Quando olho para trás e vejo que tive mais de 160 publicações nacionais e internacionais, percebo que todo esse esforço e dedicação foram movidos por aquele mesmo amor que senti na primeira aula. Ensinei a colegas e aprendi com eles, e assim continuo a fazer. Ganhei mais do que pacientes: ganhei amigos que considero os melhores pacientes do mundo.
Por outro lado, vejo com tristeza a banalização de procedimentos, as padronizações de faces, com bocas exageradas e peles esticadas por volumes enormes de preenchedores. Talvez seja resultado do grande crescimento da Dermatologia Estética nos últimos anos, mas isso não me desmotiva. As redes sociais estão poluídas por muitas ofertas de tratamento, convencendo os pacientes de que eles precisam de tudo isso e também do que está por chegar ao mercado. Mas não é assim. Cada pessoa tem indicações específicas, e um profissional sério se limita a indicar o que o paciente realmente precisa e oferece as opções de tratamento mais seguras e efetivas, pois hoje temos muitas. Por isso, antes de fazer uma última revisão da palestra que vou apresentar no Congresso, reforço para mim mesma a paixão que me motivou e que me fará continuar a trabalhar, a palestrar e a estudar para que tenhamos profissionais atentos e preparados para oferecer o que há de melhor — e não de exagerado — aos pacientes. E sem esquecer jamais que, em se tratando de estética, menos continua sendo mais, como também é mais o chamado “luxo silencioso”.

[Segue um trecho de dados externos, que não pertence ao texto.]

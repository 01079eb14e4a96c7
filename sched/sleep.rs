// Copyright 2022 The Firefly Authors.
//
// Use of this source code is governed by a BSD 3-clause
// license that can be found in the LICENSE file.

//! The sleep list and the per-tick wakeup sweep.
//!
//! `sleep_until` and `tick` are the two suspension/resumption points
//! that run under hard interrupt-off discipline rather than the
//! scheduler's own lock being the only guard: `sleep_until` expects
//! its caller to have already disabled interrupts (typically a timer
//! facade), and `tick` runs on the interrupt handler's own stack.

use crate::interrupt::{self, InterruptContext, InterruptsOff};
use crate::scheduler;

/// Puts the running thread to sleep until `absolute_tick`. Blocks
/// immediately and returns only once woken by a later `tick` call.
///
/// A target at or before the current tick is not special-cased: the
/// thread still blocks and is woken on the very next `tick` sweep
/// (R3) — there is no short-circuit that skips blocking, matching the
/// reference timer_sleep this is grounded on.
///
/// # Panics
///
/// Panics if interrupts are currently enabled (the caller is expected
/// to have disabled them already).
pub fn sleep_until(absolute_tick: u64) {
    let token = InterruptsOff::assert_already_off();
    let current = scheduler::current();
    current.set_tick_sleep_until(absolute_tick);
    scheduler::with_state(|inner| scheduler::push_sleep(inner, current.clone()));
    scheduler::block(&token);
}

/// Called exactly once per hardware timer tick, in interrupt context.
/// Sweeps the sleep list, waking every thread whose deadline has
/// passed (P5), and advances the running thread's time-slice counter,
/// flagging a deferred yield if the slice has expired.
///
/// # Panics
///
/// Panics if interrupts are currently enabled.
pub fn tick(now: u64) {
    let _token = InterruptsOff::assert_already_off();
    let _context = InterruptContext::enter();

    let expired = scheduler::with_state(|inner| scheduler::drain_expired_sleepers(inner, now));
    for thread in expired {
        scheduler::unblock(thread.tid());
    }

    scheduler::with_state(scheduler::tick_time_slice);
}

Doris Hexsel é dermatologista com especial dedicação à Dermatologia Cosmética, através da qual se tornou conhecida e respeitada. Foi a única brasileira a apresentar uma das palestras plenárias do Congresso Mundial de Dermatologia, entre 3 e 8 de julho, em Singapura. Natural de Passo Fundo (RS), é diretora médica das Clínicas Hexsel de Dermatologia, com filiais em Ipanema e em Porto Alegre. A médica é a presidente do próximo congresso anual da International Society for Dermatologic Surgery (ISDS), que será realizado no Rio, em setembro.